Requirement:
Report every line of the records that contains the word "BackendCommand".

Given records:
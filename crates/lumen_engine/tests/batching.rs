//! Batch behavior of the 2D renderer observed through the headless backend

use std::mem::size_of;
use std::rc::Rc;

use lumen_engine::config::RendererConfig;
use lumen_engine::foundation::math::{Mat4, Vec3, Vec4};
use lumen_engine::render::api::{BackendCommand, HeadlessBackend, SharedBackend, TextureFormat};
use lumen_engine::render::renderer2d::{Font, FontMetrics, Glyph, GlyphBounds, QuadVertex, TextParams, NO_ENTITY};
use lumen_engine::render::{Framebuffer, FramebufferSpecification, RendererContext, Texture2D};

fn context(config: RendererConfig) -> (Rc<HeadlessBackend>, RendererContext) {
    lumen_engine::foundation::logging::init_for_tests();
    let headless = Rc::new(HeadlessBackend::new());
    let backend: SharedBackend = headless.clone();
    let context = RendererContext::with_backend(backend, config).unwrap();
    headless.clear_commands();
    (headless, context)
}

fn indexed_draws(headless: &HeadlessBackend) -> Vec<u32> {
    headless
        .commands()
        .into_iter()
        .filter_map(|c| match c {
            BackendCommand::DrawIndexed { index_count, .. } => Some(index_count),
            _ => None,
        })
        .collect()
}

fn upload_sizes(headless: &HeadlessBackend) -> Vec<usize> {
    headless
        .commands()
        .into_iter()
        .filter_map(|c| match c {
            BackendCommand::UploadSubData { size, .. } => Some(size),
            _ => None,
        })
        .collect()
}

fn red() -> Vec4 {
    Vec4::new(1.0, 0.0, 0.0, 1.0)
}

#[test]
fn quad_past_capacity_flushes_exactly_once() {
    let (headless, mut context) = context(RendererConfig::default());
    let renderer = context.renderer2d();

    renderer.begin_scene(&Mat4::identity()).unwrap();
    for i in 0..20_001 {
        let transform = Mat4::new_translation(&Vec3::new(i as f32, 0.0, 0.0));
        renderer.draw_quad(&transform, red(), NO_ENTITY).unwrap();
    }
    renderer.end_scene().unwrap();

    assert_eq!(indexed_draws(&headless), vec![20_000 * 6, 6]);
    assert_eq!(
        upload_sizes(&headless),
        vec![20_000 * 4 * size_of::<QuadVertex>(), 4 * size_of::<QuadVertex>()]
    );

    let stats = renderer.stats();
    assert_eq!(stats.draw_calls, 2);
    assert_eq!(stats.quad_count, 20_001);
}

#[test]
fn upload_covers_only_written_vertices() {
    let (headless, mut context) = context(RendererConfig::default());
    let renderer = context.renderer2d();

    renderer.begin_scene(&Mat4::identity()).unwrap();
    for _ in 0..3 {
        renderer.draw_quad(&Mat4::identity(), red(), NO_ENTITY).unwrap();
    }
    renderer.end_scene().unwrap();

    assert_eq!(upload_sizes(&headless), vec![3 * 4 * size_of::<QuadVertex>()]);
    assert_eq!(indexed_draws(&headless), vec![18]);
}

#[test]
fn empty_batch_issues_no_draws() {
    let (headless, mut context) = context(RendererConfig::default());
    let renderer = context.renderer2d();

    renderer.start_batch();
    renderer.flush().unwrap();

    assert_eq!(headless.draw_call_count(), 0);
    assert!(upload_sizes(&headless).is_empty());
    assert_eq!(renderer.stats().draw_calls, 0);
}

#[test]
fn repeated_texture_shares_one_slot() {
    let (headless, mut context) = context(RendererConfig::default());
    let texture = Rc::new(Texture2D::white(context.backend()).unwrap());
    let renderer = context.renderer2d();

    renderer.begin_scene(&Mat4::identity()).unwrap();
    for _ in 0..10 {
        renderer
            .draw_textured_quad(&Mat4::identity(), &texture, 1.0, red(), NO_ENTITY)
            .unwrap();
    }
    assert_eq!(renderer.texture_slot_index(), 2);
    assert!(renderer.quad_vertices().iter().all(|v| v.tex_index == 1.0));

    renderer.end_scene().unwrap();
    assert_eq!(indexed_draws(&headless), vec![60]);
}

#[test]
fn thirty_third_texture_forces_flush() {
    let (headless, mut context) = context(RendererConfig::default());
    let textures: Vec<Rc<Texture2D>> = (0..32)
        .map(|_| Rc::new(Texture2D::white(context.backend()).unwrap()))
        .collect();
    let renderer = context.renderer2d();

    renderer.begin_scene(&Mat4::identity()).unwrap();
    // White plus 31 user textures fill all 32 slots.
    for texture in &textures[..31] {
        renderer
            .draw_textured_quad(&Mat4::identity(), texture, 1.0, red(), NO_ENTITY)
            .unwrap();
    }
    assert_eq!(renderer.texture_slot_index(), 32);
    assert_eq!(headless.draw_call_count(), 0);

    renderer
        .draw_textured_quad(&Mat4::identity(), &textures[31], 1.0, red(), NO_ENTITY)
        .unwrap();
    assert_eq!(indexed_draws(&headless), vec![31 * 6]);
    assert_eq!(renderer.texture_slot_index(), 2);
    assert_eq!(renderer.quad_vertices().len(), 4);
    assert_eq!(renderer.quad_vertices()[0].tex_index, 1.0);
}

fn font_over_new_atlas(context: &RendererContext) -> Font {
    let atlas = Rc::new(Texture2D::white(context.backend()).unwrap());
    let mut font = Font::new(atlas, FontMetrics::default());
    font.add_glyph(
        'A',
        Glyph {
            advance: 0.5,
            plane_bounds: Some(GlyphBounds::new(0.0, 0.0, 0.5, 0.75)),
            atlas_bounds: Some(GlyphBounds::new(0.0, 0.0, 1.0, 1.0)),
        },
    );
    font
}

#[test]
fn font_atlases_use_their_own_slot_table() {
    let (headless, mut context) = context(RendererConfig::default());
    let texture = Rc::new(Texture2D::white(context.backend()).unwrap());
    let fonts: Vec<Font> = (0..33).map(|_| font_over_new_atlas(&context)).collect();
    let params = TextParams::default();
    let renderer = context.renderer2d();

    renderer.begin_scene(&Mat4::identity()).unwrap();
    renderer
        .draw_textured_quad(&Mat4::identity(), &texture, 1.0, red(), NO_ENTITY)
        .unwrap();
    renderer
        .draw_string("AA", &fonts[0], &Mat4::identity(), &params, NO_ENTITY)
        .unwrap();
    // The atlas takes font slot 0; the quad table keeps white at 0.
    assert_eq!(renderer.font_slot_index(), 1);
    assert_eq!(renderer.texture_slot_index(), 2);

    for font in &fonts[1..32] {
        renderer
            .draw_string("A", font, &Mat4::identity(), &params, NO_ENTITY)
            .unwrap();
    }
    assert_eq!(renderer.font_slot_index(), 32);
    assert_eq!(headless.draw_call_count(), 0);

    // A 33rd atlas flushes both kinds and restarts each table.
    renderer
        .draw_string("A", &fonts[32], &Mat4::identity(), &params, NO_ENTITY)
        .unwrap();
    assert_eq!(indexed_draws(&headless), vec![6, 33 * 6]);
    assert_eq!(renderer.font_slot_index(), 1);
    assert_eq!(renderer.texture_slot_index(), 1);
    assert_eq!(headless.bound_texture(0), Some(fonts[0].atlas().id()));
    assert_eq!(headless.bound_texture(31), Some(fonts[31].atlas().id()));

    renderer.end_scene().unwrap();
    assert_eq!(indexed_draws(&headless), vec![6, 33 * 6, 6]);
    assert_eq!(headless.bound_texture(0), Some(fonts[32].atlas().id()));
    assert_eq!(renderer.stats().glyph_count, 34);
}

#[test]
fn small_line_capacity_splits_rect_outline() {
    let (headless, mut context) = context(RendererConfig::default().with_max_lines(3));
    let renderer = context.renderer2d();

    renderer.begin_scene(&Mat4::identity()).unwrap();
    renderer
        .draw_rect(Vec3::zeros(), lumen_engine::foundation::math::Vec2::new(2.0, 1.0), red(), NO_ENTITY)
        .unwrap();
    renderer.end_scene().unwrap();

    let line_draws: Vec<u32> = headless
        .commands()
        .into_iter()
        .filter_map(|c| match c {
            BackendCommand::DrawArrays { vertex_count, .. } => Some(vertex_count),
            _ => None,
        })
        .collect();
    assert_eq!(line_draws, vec![6, 2]);
}

#[test]
fn framebuffer_resize_twice_does_not_leak() {
    let headless = Rc::new(HeadlessBackend::new());
    let backend: SharedBackend = headless.clone();
    let specification = FramebufferSpecification::new(
        640,
        480,
        vec![TextureFormat::Rgba8, TextureFormat::RedInteger, TextureFormat::Depth24Stencil8],
    );
    let mut framebuffer = Framebuffer::new(&backend, specification, 8192).unwrap();
    let textures = headless.live_texture_count();

    framebuffer.resize(1024, 768).unwrap();
    framebuffer.resize(1024, 768).unwrap();

    assert_eq!(headless.live_texture_count(), textures);
    assert_eq!(headless.live_framebuffer_count(), 1);
    assert_eq!(framebuffer.specification().width, 1024);

    drop(framebuffer);
    assert_eq!(headless.live_texture_count(), 0);
    assert_eq!(headless.live_framebuffer_count(), 0);
}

Output:
use lumen_engine::render::api::{BackendCommand, HeadlessBackend, SharedBackend, TextureFormat};
            BackendCommand::DrawIndexed { index_count, .. } => Some(index_count),
            BackendCommand::UploadSubData { size, .. } => Some(size),
            BackendCommand::DrawArrays { vertex_count, .. } => Some(vertex_count),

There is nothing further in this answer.